[Items listed in a dataset]
-.-.-

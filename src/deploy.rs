//! Setup and cleanup of deploy key routing.
//!
//! Setup writes each deploy key's public half next to the SSH config, puts a
//! `Host` alias block for it in front of the config and redirects the
//! repository URLs to the alias with Git `insteadOf` rules. What it changed is
//! saved as a [`ReconciliationState`], which is all cleanup has to go on.

use anyhow::{Context, Result};
use std::collections::HashMap;
use std::path::Path;
use tracing::{debug, info, warn};

use crate::git::{apply_url_rewrite, remove_url_rewrite, url_rewrite, GitConfigStore};
use crate::keys::{compute_alias, select_deploy_keys, AliasedDeployKey, PublicKey};
use crate::ssh_config::{self, render_blocks};
use crate::state::{MappedHost, ReconciliationState, Restored, StateStore, DEPLOY_KEYS_KEY};
use crate::util::fs::{remove_if_exists, write_preserving_mode};

/// File name of the SSH client config inside the base path.
pub const SSH_CONFIG_FILE: &str = "config";

/// Classify and alias `keys`, collapsing aliases that collide.
///
/// Identical comments map to the same alias; the last key wins.
pub fn aliased_deploy_keys(keys: &[PublicKey]) -> Vec<AliasedDeployKey> {
    let mut aliased: Vec<AliasedDeployKey> = Vec::new();
    let mut index_by_host: HashMap<String, usize> = HashMap::new();

    for key in select_deploy_keys(keys).into_iter().map(compute_alias) {
        match index_by_host.get(&key.mapped_host) {
            Some(&index) => {
                warn!(
                    "keys share the comment '{}'; only the last one is routed",
                    key.public_key().comment
                );
                aliased[index] = key;
            }
            None => {
                index_by_host.insert(key.mapped_host.clone(), aliased.len());
                aliased.push(key);
            }
        }
    }
    aliased
}

/// Route every deploy key in `public_keys` through its alias. Returns the
/// number of aliases configured; with none, nothing is touched at all.
pub fn config_deploy_keys(
    base_path: &Path,
    public_keys: &[PublicKey],
    git: &mut dyn GitConfigStore,
    state: &mut dyn StateStore,
) -> Result<usize> {
    let keys = aliased_deploy_keys(public_keys);
    if keys.is_empty() {
        info!("no deploy keys among {} key(s)", public_keys.len());
        return Ok(0);
    }

    let mut record = ReconciliationState::new();
    let outcome = apply_deploy_keys(base_path, &keys, git, &mut record);

    // Whatever was changed must be recorded, even when a later step failed.
    if !record.is_empty() {
        let saved = record.save(state);
        if outcome.is_ok() {
            saved?;
        } else if let Err(err) = saved {
            warn!("failed to record partial setup: {err:#}");
        }
    }

    outcome?;
    Ok(keys.len())
}

fn apply_deploy_keys(
    base_path: &Path,
    keys: &[AliasedDeployKey],
    git: &mut dyn GitConfigStore,
    record: &mut ReconciliationState,
) -> Result<()> {
    for key in keys {
        let path = base_path.join(&key.file_name);
        let line = format!("{}\n", key.public_key());
        write_preserving_mode(&path, line.as_bytes())
            .with_context(|| format!("Failed to write key file {:?}", path))?;
        debug!("wrote {:?}", path);
        record.key_files.push(path);
    }

    let config_path = base_path.join(SSH_CONFIG_FILE);
    ssh_config::merge_into_file(&config_path, &render_blocks(base_path, keys))
        .with_context(|| format!("Failed to update SSH config {:?}", config_path))?;
    record.ssh_config_path = Some(config_path);

    // Key files and config are complete before any URL points at an alias.
    for key in keys {
        let rewrite = url_rewrite(key);
        record.mapped_hosts.push(MappedHost {
            mapped_host: key.mapped_host.clone(),
            mapped_uri: rewrite.target.clone(),
        });
        apply_url_rewrite(git, &rewrite)
            .with_context(|| format!("Failed to configure URL rewrite for {}", rewrite.target))?;
    }

    Ok(())
}

/// What cleanup managed to undo, and what it could not.
#[derive(Debug, Default, Clone, PartialEq, Eq)]
pub struct CleanupReport {
    pub key_files_removed: usize,
    pub config_blocks_removed: usize,
    pub rewrites_removed: usize,
    pub failures: Vec<String>,
}

impl CleanupReport {
    pub fn is_clean(&self) -> bool {
        self.failures.is_empty()
    }

    fn fail(&mut self, message: String) {
        warn!("{message}");
        self.failures.push(message);
    }
}

/// Undo what the recorded setup did. Every step runs even if another one
/// fails; problems end up in the report instead of being returned.
pub fn cleanup_deploy_keys(git: &mut dyn GitConfigStore, state: &mut dyn StateStore) -> CleanupReport {
    let mut report = CleanupReport::default();

    let record = match ReconciliationState::restore(state) {
        Restored::Found(record) => record,
        Restored::Absent => {
            debug!("no deploy key state recorded; nothing to clean up");
            return report;
        }
        Restored::Corrupt(reason) => {
            warn!("ignoring unreadable deploy key state: {reason}");
            ReconciliationState::default()
        }
    };

    for path in &record.key_files {
        match remove_if_exists(path) {
            Ok(true) => report.key_files_removed += 1,
            Ok(false) => debug!("key file {:?} already gone", path),
            Err(err) => report.fail(format!("Failed to remove key file {:?}: {err}", path)),
        }
    }

    if let Some(config_path) = &record.ssh_config_path {
        remove_config_blocks(config_path, &record, &mut report);
    }

    for mapped in &record.mapped_hosts {
        match remove_url_rewrite(git, &mapped.mapped_uri) {
            Ok(()) => report.rewrites_removed += 1,
            Err(err) => report.fail(format!(
                "Failed to remove URL rewrite for {}: {err:#}",
                mapped.mapped_uri
            )),
        }
    }

    if report.is_clean() {
        if let Err(err) = state.remove(DEPLOY_KEYS_KEY) {
            warn!("failed to clear deploy key state: {err:#}");
        }
    }

    report
}

fn remove_config_blocks(config_path: &Path, record: &ReconciliationState, report: &mut CleanupReport) {
    let hosts: Vec<&str> = record
        .mapped_hosts
        .iter()
        .map(|mapped| mapped.mapped_host.as_str())
        .collect();

    match ssh_config::remove_from_file(config_path, &hosts) {
        Ok(removed) => report.config_blocks_removed = removed,
        Err(err) => report.fail(format!(
            "Failed to clean SSH config {:?}: {:#}",
            config_path,
            anyhow::Error::from(err)
        )),
    }
}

-.-.-

◆ **Goal of the exercise**: If the string "usize" is in a line of the entries, pick that line out.

◆ **Answer to this exercise**:
    let mut index_by_host: HashMap<String, usize> = HashMap::new();
) -> Result<usize> {
    pub key_files_removed: usize,
    pub config_blocks_removed: usize,
    pub rewrites_removed: usize,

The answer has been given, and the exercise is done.